Китти кивнула. Женщина из конторы паромной переправы скрылась в маленькой будке в конце причала. Ее собака грелась на солнце, стуча хвостом. Китти вновь посмотрела на мужчин.
Огден осматривал каждый дюйм парусной яхты, поглаживая ее, словно лошадь, и согласно кивая Данку, который что-то кричал ему с носа судна. Чокнутые, подумала Китти, лениво наблюдая за ними. Так серьезно относиться к узлам, канатам и крюкам. Все в порядке. Все на месте. Как будто это все настолько важно.
«Нет. – Она остановила себя. – Нет, нельзя так».

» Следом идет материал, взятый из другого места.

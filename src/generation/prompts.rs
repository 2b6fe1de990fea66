use crate::generation::params::{DietaryPreferences, FullRecipeParams, GenerateIdeasParams};

fn dietary_line(preferences: Option<&DietaryPreferences>) -> String {
    let restrictions = preferences
        .map(DietaryPreferences::restrictions)
        .unwrap_or_default();
    if restrictions.is_empty() {
        String::new()
    } else {
        format!("\nDietary restrictions: {}", restrictions.join(", "))
    }
}

pub fn ideas_prompt(params: &GenerateIdeasParams) -> String {
    let style = params
        .style
        .as_deref()
        .map(|style| format!("Recipe style: {}", style))
        .unwrap_or_default();

    format!(
        r#"You are a professional chef and recipe creator. Generate exactly 3 unique and creative {cuisine} {meal_type} recipe ideas using the following ingredients: {ingredients}.
{style}
Servings: {servings}{dietary}

For each recipe idea, provide:
1. A creative and appetizing recipe name
2. A brief 2-3 sentence description highlighting what makes it special
3. Estimated cooking time (e.g., "30 minutes", "1 hour")
4. Difficulty level (Easy, Medium, or Hard)

Format your response as a JSON array with exactly 3 objects, each having these fields:
- name: string
- description: string
- estimatedTime: string
- difficulty: string

IMPORTANT: Return ONLY the JSON array, no other text or explanation."#,
        cuisine = params.cuisine,
        meal_type = params.meal_type.to_lowercase(),
        ingredients = params.ingredients.join(", "),
        style = style,
        servings = params.servings,
        dietary = dietary_line(params.dietary_preferences.as_ref()),
    )
}

pub fn full_recipe_prompt(params: &FullRecipeParams) -> String {
    let style = params
        .style
        .as_deref()
        .map(|style| format!("- Style: {}", style))
        .unwrap_or_default();

    format!(
        r#"You are a professional chef. Create a complete, detailed recipe for "{name}".

Recipe requirements:
- Cuisine: {cuisine}
{style}
- Meal type: {meal_type}
- Servings: {servings}
- Estimated time: {time}
- Difficulty: {difficulty}
- Must use these ingredients: {ingredients}{dietary}

Provide a detailed recipe with:
1. A compelling 2-3 sentence description
2. Complete ingredients list with specific amounts and units
3. Step-by-step cooking instructions (be detailed and clear)

Format your response as JSON with these fields:
{{
  "name": string (the recipe name),
  "description": string,
  "ingredients": array of objects with {{ "name": string, "amount": string, "unit": string }},
  "instructions": array of strings (each step as a separate string),
  "cookTime": string,
  "difficulty": string,
  "servings": number,
  "cuisineType": string,
  "recipeStyle": string
}}

IMPORTANT:
- Be precise with ingredient amounts (e.g., "2", "1/2", "1.5")
- Use standard units (cup, tablespoon, teaspoon, ounce, pound, gram, whole, clove, etc.)
- Return ONLY the JSON object, no other text or explanation."#,
        name = params.recipe_name,
        cuisine = params.cuisine,
        style = style,
        meal_type = params.meal_type,
        servings = params.servings,
        time = params.estimated_time,
        difficulty = params.difficulty,
        ingredients = params.ingredients.join(", "),
        dietary = dietary_line(params.dietary_preferences.as_ref()),
    )
}
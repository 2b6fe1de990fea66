use log::debug;
use serde::de::DeserializeOwned;

use crate::error::NutritionError;
use crate::generation::params::{FullRecipe, RecipeIdea};

/// Text from the first `open` to the last `close`, inclusive
///
/// Models tend to wrap JSON in markdown fences or add chatter around it.
fn outer_span(text: &str, open: char, close: char) -> Option<&str> {
    let start = text.find(open)?;
    let end = text.rfind(close)?;
    (end > start).then(|| &text[start..=end])
}

fn decode<T: DeserializeOwned>(
    text: &str,
    open: char,
    close: char,
    what: &str,
) -> Result<T, NutritionError> {
    let Some(json) = outer_span(text, open, close) else {
        debug!("Raw response: {}", text);
        return Err(NutritionError::GenerationError(format!(
            "No JSON {} found in response",
            what
        )));
    };

    serde_json::from_str(json).map_err(|e| {
        debug!("Raw response: {}", text);
        NutritionError::GenerationError(format!("Malformed {}: {}", what, e))
    })
}

pub fn parse_recipe_ideas(text: &str) -> Result<Vec<RecipeIdea>, NutritionError> {
    let ideas: Vec<RecipeIdea> = decode(text, '[', ']', "array")?;
    if ideas.len() != 3 {
        return Err(NutritionError::GenerationError(format!(
            "Did not receive exactly 3 recipe ideas (got {})",
            ideas.len()
        )));
    }
    Ok(ideas)
}

pub fn parse_full_recipe(text: &str) -> Result<FullRecipe, NutritionError> {
    decode(text, '{', '}', "object")
}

– Говори что хочешь, – Присс вздохнула и закрыла книгу, используя палец в качестве закладки, – но я люблю интересные секреты.
Китти заморгала, не сразу сообразив, о чем идет речь. Это было продолжение разговора, который они вели глубокой ночью в поезде, сидя в крошечном неосвещенном купе, в то время как за окном проносился погруженный в темноту мир. Напротив них лежали мужья, накрыв шляпами лица и скрестив руки на груди, – крепко спали.

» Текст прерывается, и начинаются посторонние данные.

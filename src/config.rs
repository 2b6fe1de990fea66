use config::{Config, ConfigError, Environment, File};
use serde::Deserialize;
use std::collections::HashMap;

use crate::nutrition::usda::DEFAULT_USDA_BASE_URL;

/// Main configuration structure
#[derive(Debug, Deserialize, Clone)]
pub struct NutritionConfig {
    /// Remote nutrition database settings
    #[serde(default)]
    pub usda: UsdaConfig,
    /// JSON file replacing the built-in ingredient mapping
    #[serde(default)]
    pub mapping_file: Option<String>,
    /// Provider used for recipe generation when fallback is disabled
    #[serde(default = "default_provider")]
    pub default_provider: String,
    /// Map of provider name to provider configuration
    #[serde(default)]
    pub providers: HashMap<String, ProviderConfig>,
    /// Fallback configuration for automatic provider switching
    #[serde(default)]
    pub fallback: FallbackConfig,
    /// LLM request timeout in seconds
    #[serde(default = "default_timeout")]
    pub timeout: u64,
}

impl Default for NutritionConfig {
    fn default() -> Self {
        Self {
            usda: UsdaConfig::default(),
            mapping_file: None,
            default_provider: default_provider(),
            providers: HashMap::new(),
            fallback: FallbackConfig::default(),
            timeout: default_timeout(),
        }
    }
}

/// FoodData Central settings
#[derive(Debug, Deserialize, Clone)]
pub struct UsdaConfig {
    /// API key (falls back to the USDA_API_KEY environment variable)
    #[serde(default)]
    pub api_key: Option<String>,
    #[serde(default = "default_usda_base_url")]
    pub base_url: String,
    /// Per-request timeout in seconds
    #[serde(default = "default_usda_timeout")]
    pub timeout: u64,
    /// Disable to resolve from the mapping and category defaults only
    #[serde(default = "default_enabled")]
    pub enabled: bool,
}

impl Default for UsdaConfig {
    fn default() -> Self {
        Self {
            api_key: None,
            base_url: default_usda_base_url(),
            timeout: default_usda_timeout(),
            enabled: default_enabled(),
        }
    }
}

/// Configuration for a specific AI provider
#[derive(Debug, Deserialize, Clone)]
pub struct ProviderConfig {
    /// Whether this provider is enabled
    #[serde(default = "default_enabled")]
    pub enabled: bool,
    /// Model identifier (e.g., "gpt-4.1-mini", "gemini-1.5-flash")
    pub model: String,
    /// Temperature for generation (0.0-1.0)
    #[serde(default = "default_temperature")]
    pub temperature: f32,
    /// Maximum tokens to generate
    #[serde(default = "default_max_tokens")]
    pub max_tokens: u32,
    /// API key for authentication (can also be set via environment variable)
    pub api_key: Option<String>,
    /// Base URL for API endpoint (for custom or proxy endpoints)
    pub base_url: Option<String>,
}

impl ProviderConfig {
    pub fn new(model: impl Into<String>) -> Self {
        Self {
            enabled: true,
            model: model.into(),
            temperature: default_temperature(),
            max_tokens: default_max_tokens(),
            api_key: None,
            base_url: None,
        }
    }
}

/// Configuration for provider fallback and retry behavior
#[derive(Debug, Deserialize, Clone)]
pub struct FallbackConfig {
    /// Whether fallback is enabled
    #[serde(default)]
    pub enabled: bool,
    /// Order of providers to try (first to last)
    #[serde(default)]
    pub order: Vec<String>,
    /// Number of retry attempts per provider before fallback
    #[serde(default = "default_retry_attempts")]
    pub retry_attempts: u32,
    /// Base delay between retries in milliseconds, multiplied by the attempt number
    #[serde(default = "default_retry_delay_ms")]
    pub retry_delay_ms: u64,
}

impl Default for FallbackConfig {
    fn default() -> Self {
        Self {
            enabled: false,
            order: Vec::new(),
            retry_attempts: default_retry_attempts(),
            retry_delay_ms: default_retry_delay_ms(),
        }
    }
}

// Default value functions
fn default_provider() -> String {
    "google".to_string()
}

fn default_enabled() -> bool {
    true
}

fn default_usda_base_url() -> String {
    DEFAULT_USDA_BASE_URL.to_string()
}

fn default_usda_timeout() -> u64 {
    10
}

fn default_temperature() -> f32 {
    0.7
}

fn default_max_tokens() -> u32 {
    2000
}

fn default_retry_attempts() -> u32 {
    3
}

fn default_retry_delay_ms() -> u64 {
    1000
}

fn default_timeout() -> u64 {
    30
}

impl NutritionConfig {
    /// Load configuration from `config.toml` and environment variables
    pub fn load() -> Result<Self, ConfigError> {
        load_config()
    }
}

/// Load configuration from file and environment variables
///
/// Configuration is loaded with the following priority (highest to lowest):
/// 1. Environment variables with RECIPE_NUTRITION__ prefix
/// 2. config.toml file in current directory
/// 3. Default values
///
/// Environment variable format: RECIPE_NUTRITION__USDA__API_KEY
pub fn load_config() -> Result<NutritionConfig, ConfigError> {
    build_config(File::with_name("config").required(false))
}

/// Same as [`load_config`] but with an explicit, required config file
pub fn load_config_from(path: &str) -> Result<NutritionConfig, ConfigError> {
    build_config(File::with_name(path).required(true))
}

fn build_config<S>(file: S) -> Result<NutritionConfig, ConfigError>
where
    S: config::Source + Send + Sync + 'static,
{
    let settings = Config::builder()
        .add_source(file)
        // Use double underscore for nested: RECIPE_NUTRITION__PROVIDERS__OPENAI__API_KEY
        .add_source(
            Environment::with_prefix("RECIPE_NUTRITION")
                .separator("__")
                .try_parsing(true),
        )
        .build()?;

    settings.try_deserialize()
}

– Но не в том случае, если о секрете молчат, – заметила Китти.
– Особенно если о нем молчат. Именно потому, что о нем не говорят.
– Но это бессмысленно. Если о нем не говорить, то ты не знаешь о его существовании.
– Да. – Присс улыбнулась. – Но он гноится. Восхитительно.
– Гноится?
– Да не будь ты таким снобом. – Присс закатила глаза. – Да, гноится. Приветствую тьму, приветствую бездну и красную, гноящуюся жизнь.
Китти не смогла сдержать улыбки. Данк и Присс посещали вечеринки в Гринвич-Виллидж, где царили красные галстуки, переполненные пепельницы и жаркие яростные споры на самые разные темы, от Москвы до Монтока. Эти двое не только мочили ноги в океане жизни – они в него ныряли. И Китти иногда им завидовала.
– Ты ведь понимаешь, – сказала она, – что начала говорить прописными буквами. Это заразная болезнь…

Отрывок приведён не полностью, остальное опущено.